A parturiente ergueu-se de golpe, recuou da testa as madeixas soltas, e cravou os olhos no estigma. Esbogalhou-os, como louca, á medida que lhe comprehendia a significação. Ergueu-os para mim, e aquelles olhos duros pela vez primeira se turvaram ante a fixidez inexoravel dos meus. Em seguida molleou o corpo, descahindo para os travesseiros, vencida.

Sobreveiu-lhe uma crise á noite. Acudiram medicos. Era febre puerperal sob fórma gravissima. Minha mulher recusou obstinadamente toda medicação, e morreu sem uma palavra, afóra as inconscientes, escapas nos momentos de delirio.


Mal concluira Fausto a confidencia daquelles horrores, abriu-se a porta e entrou na sala um rapaz imberbe.
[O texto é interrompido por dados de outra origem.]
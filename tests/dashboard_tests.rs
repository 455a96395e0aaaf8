use chrono::NaiveDate;
use epimap::loader::{self, DatasetSource, LoadError};
use epimap::scale::{fill_for_region, ColorRamp, ScaleOptions};
use epimap::session::Applied;
use epimap::{Dashboard, MetricFilter, Resolved, ScaleLevel, ViewState};
use std::path::{Path, PathBuf};

fn data_dir() -> PathBuf {
    Path::new(env!("CARGO_MANIFEST_DIR")).join("data")
}

fn national() -> DatasetSource {
    DatasetSource::File(data_dir().join("provinces.csv"))
}

fn province_dir() -> PathBuf {
    data_dir().join("provinces")
}

fn day(d: u32) -> Option<NaiveDate> {
    NaiveDate::from_ymd_opt(2020, 1, d)
}

#[tokio::test]
async fn loads_national_file_in_source_order() {
    let dataset = loader::load(national()).await.unwrap();
    assert_eq!(dataset.report.kept_rows, 7);
    assert_eq!(dataset.report.dropped_rows, 0);
    assert_eq!(dataset.records[0].region_name, "湖北省");
    assert_eq!(dataset.records[0].observed_date, day(26).unwrap());
}

#[tokio::test]
async fn missing_file_is_a_load_failure() {
    let missing = DatasetSource::File(data_dir().join("nope.csv"));
    let err = loader::load(missing).await.unwrap_err();
    assert!(matches!(err, LoadError::Io { .. }));
}

#[tokio::test]
async fn headerless_file_is_a_load_failure() {
    let dir = std::env::temp_dir().join("epimap-headerless-test");
    tokio::fs::create_dir_all(&dir).await.unwrap();
    let path = dir.join("provinces.csv");
    tokio::fs::write(&path, "湖北省,100,0,10,5,2020-01-25\n").await.unwrap();

    let dashboard = Dashboard::new(ScaleLevel::Nation, ScaleOptions::default());
    let err = dashboard.load(DatasetSource::File(path)).await.unwrap_err();
    assert!(matches!(err, LoadError::MissingColumns { .. }));
    assert!(dashboard.dataset().is_none());
}

#[tokio::test]
async fn nation_view_for_requested_day() {
    let dashboard = Dashboard::new(ScaleLevel::Nation, ScaleOptions::default());
    assert_eq!(dashboard.load(national()).await.unwrap(), Applied::Current);

    let mut state = ViewState {
        date: day(25),
        ..ViewState::default()
    };
    let view = dashboard.view(&mut state).unwrap();
    assert!(!view.outcome.corrected);
    assert_eq!(view.outcome.slice.len(), 3);
    assert_eq!(view.headline, Resolved::Count(729 + 98 + 104));
    assert_eq!(view.scale.domain(), [98.0, 729.0]);
    assert_eq!(state.date, day(25));
}

#[tokio::test]
async fn absent_day_corrects_the_selection() {
    let dashboard = Dashboard::new(ScaleLevel::Nation, ScaleOptions::default());
    dashboard.load(national()).await.unwrap();

    let mut state = ViewState::from_query("date=2020-01-27&filter=deceased&region=湖北");
    let view = dashboard.view(&mut state).unwrap();
    assert!(view.outcome.corrected);
    assert_eq!(state.date, day(26));
    assert_eq!(view.headline, Resolved::Count(52));
    assert_eq!(view.board.unwrap().confirmed, 1052);
    assert!(state.to_query().starts_with("date=2020-01-26&filter=deceased"));
}

#[tokio::test]
async fn failed_reload_keeps_previous_dataset() {
    let dashboard = Dashboard::new(ScaleLevel::Nation, ScaleOptions::default());
    dashboard.load(national()).await.unwrap();
    let missing = DatasetSource::File(data_dir().join("nope.csv"));
    assert!(dashboard.load(missing).await.is_err());
    assert_eq!(dashboard.dataset().unwrap().records.len(), 7);
}

#[tokio::test]
async fn stale_load_cannot_overwrite_newer_one() {
    let dashboard = Dashboard::new(ScaleLevel::Nation, ScaleOptions::default());
    let stale_ticket = dashboard.sequencer().issue();

    let (_, city_source) =
        Dashboard::province_view("湖北", &province_dir(), ScaleOptions::default()).unwrap();
    assert_eq!(dashboard.load(city_source).await.unwrap(), Applied::Current);

    let late = loader::load(national()).await.unwrap();
    let applied = dashboard.sequencer().complete(stale_ticket, late);
    assert_eq!(applied, Applied::Stale);
    assert_eq!(dashboard.dataset().unwrap().records[0].region_name, "武汉");
}

#[tokio::test]
async fn province_view_colors_cities() {
    let (dashboard, source) =
        Dashboard::province_view("湖北省", &province_dir(), ScaleOptions::default()).unwrap();
    dashboard.load(source).await.unwrap();

    let mut state = ViewState {
        date: day(26),
        metric: MetricFilter::Confirmed,
        region: Some("武汉市".to_string()),
        province: Some("湖北".to_string()),
    };
    let view = dashboard.view(&mut state).unwrap();
    assert_eq!(view.level, ScaleLevel::Province);
    assert_eq!(view.scale.domain(), [0.0, 698.0]);
    assert_eq!(view.headline, Resolved::Count(698));

    let ramp = ColorRamp::for_metric(MetricFilter::Confirmed);
    let fill = |name| fill_for_region(&view.outcome.slice, &view.scale, state.metric, name);
    let wuhan = fill("武汉市");
    let unknown = fill("十堰市");
    assert_eq!(wuhan, ramp.high);
    assert_eq!(unknown, ramp.low);
}
use chrono::NaiveDate;
use serde::{Deserialize, Serialize};
use std::ops::Add;
use strum_macros::{AsRefStr, Display, EnumIter, EnumString};
use tabled::Tabled;

/// A data row exactly as it appears in the CSV, before any validation.
///
/// Every column is optional so that a short or sparse row still
/// deserializes; the loader decides whether it is usable.
#[derive(Debug, Deserialize)]
pub struct RawRow {
    #[serde(rename = "name")]
    pub name: Option<String>,
    #[serde(rename = "confirmed")]
    pub confirmed: Option<String>,
    #[serde(rename = "discharged")]
    pub discharged: Option<String>,
    #[serde(rename = "deceased")]
    pub deceased: Option<String>,
    #[serde(rename = "suspected")]
    pub suspected: Option<String>,
    #[serde(rename = "updatedAtDate")]
    pub updated_at_date: Option<String>,
}

/// One validated row: a region's four counts on one calendar day.
#[derive(Debug, Clone, PartialEq, Eq, Serialize)]
pub struct RegionObservation {
    pub region_name: String,
    pub confirmed: u64,
    pub discharged: u64,
    pub deceased: u64,
    pub suspected: u64,
    pub observed_date: NaiveDate,
}

impl RegionObservation {
    pub fn metric(&self, metric: MetricFilter) -> u64 {
        match metric {
            MetricFilter::Confirmed => self.confirmed,
            MetricFilter::Discharged => self.discharged,
            MetricFilter::Deceased => self.deceased,
            MetricFilter::Suspected => self.suspected,
        }
    }

    pub fn totals(&self) -> RegionTotals {
        RegionTotals {
            confirmed: self.confirmed,
            discharged: self.discharged,
            deceased: self.deceased,
            suspected: self.suspected,
        }
    }
}

/// Which of the four tracked counts is displayed and colored.
#[derive(
    Debug,
    Clone,
    Copy,
    Default,
    PartialEq,
    Eq,
    Hash,
    Serialize,
    Deserialize,
    Display,
    EnumString,
    EnumIter,
    AsRefStr,
)]
#[serde(rename_all = "lowercase")]
#[strum(serialize_all = "lowercase", ascii_case_insensitive)]
pub enum MetricFilter {
    #[default]
    Confirmed,
    #[strum(to_string = "discharged", serialize = "cured")]
    #[serde(alias = "cured")]
    Discharged,
    #[strum(to_string = "deceased", serialize = "death")]
    #[serde(alias = "death")]
    Deceased,
    Suspected,
}

/// The four counts of a region (or of a whole slice) taken together.
#[derive(Debug, Clone, Copy, Default, PartialEq, Eq, Serialize)]
pub struct RegionTotals {
    pub confirmed: u64,
    pub discharged: u64,
    pub deceased: u64,
    pub suspected: u64,
}

impl RegionTotals {
    pub fn get(&self, metric: MetricFilter) -> u64 {
        match metric {
            MetricFilter::Confirmed => self.confirmed,
            MetricFilter::Discharged => self.discharged,
            MetricFilter::Deceased => self.deceased,
            MetricFilter::Suspected => self.suspected,
        }
    }
}

/// Element-wise sum. Each field saturates at `u64::MAX` instead of
/// wrapping, so an absurd feed can pin a total at the ceiling but never
/// make it smaller than any of its parts.
impl Add for RegionTotals {
    type Output = Self;

    fn add(self, rhs: Self) -> Self {
        Self {
            confirmed: self.confirmed.saturating_add(rhs.confirmed),
            discharged: self.discharged.saturating_add(rhs.discharged),
            deceased: self.deceased.saturating_add(rhs.deceased),
            suspected: self.suspected.saturating_add(rhs.suspected),
        }
    }
}

#[derive(Debug, Serialize, Tabled, Clone)]
pub struct SliceRow {
    #[serde(rename = "Region")]
    #[tabled(rename = "Region")]
    pub region: String,
    #[serde(rename = "Confirmed")]
    #[tabled(rename = "Confirmed")]
    pub confirmed: String,
    #[serde(rename = "Discharged")]
    #[tabled(rename = "Discharged")]
    pub discharged: String,
    #[serde(rename = "Deceased")]
    #[tabled(rename = "Deceased")]
    pub deceased: String,
    #[serde(rename = "Suspected")]
    #[tabled(rename = "Suspected")]
    pub suspected: String,
    #[serde(rename = "Fill")]
    #[tabled(rename = "Fill")]
    pub fill: String,
}

#[derive(Debug, Serialize)]
pub struct SliceSummary {
    pub requested_date: Option<NaiveDate>,
    pub effective_date: Option<NaiveDate>,
    pub date_corrected: bool,
    pub metric: MetricFilter,
    pub total_regions: usize,
    /// `None` until a non-empty slice exists.
    pub totals: Option<RegionTotals>,
}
— Meu filho, disse o pae, mostra ao Bruno a tua cobrinha.

A illusão era perfeita: lá estava a imagem do orificio aberto pelo projectil, e do fio de sangue escorrido.

— Veja você, concluiu o meu triste amigo, os caprichos da Natureza...

— Caprichos de Némesis... ia eu dizendo, mas o olhar do pae cortou-me a palavra: o moço ignorava o crime de que fora elle proprio o eloquente delator.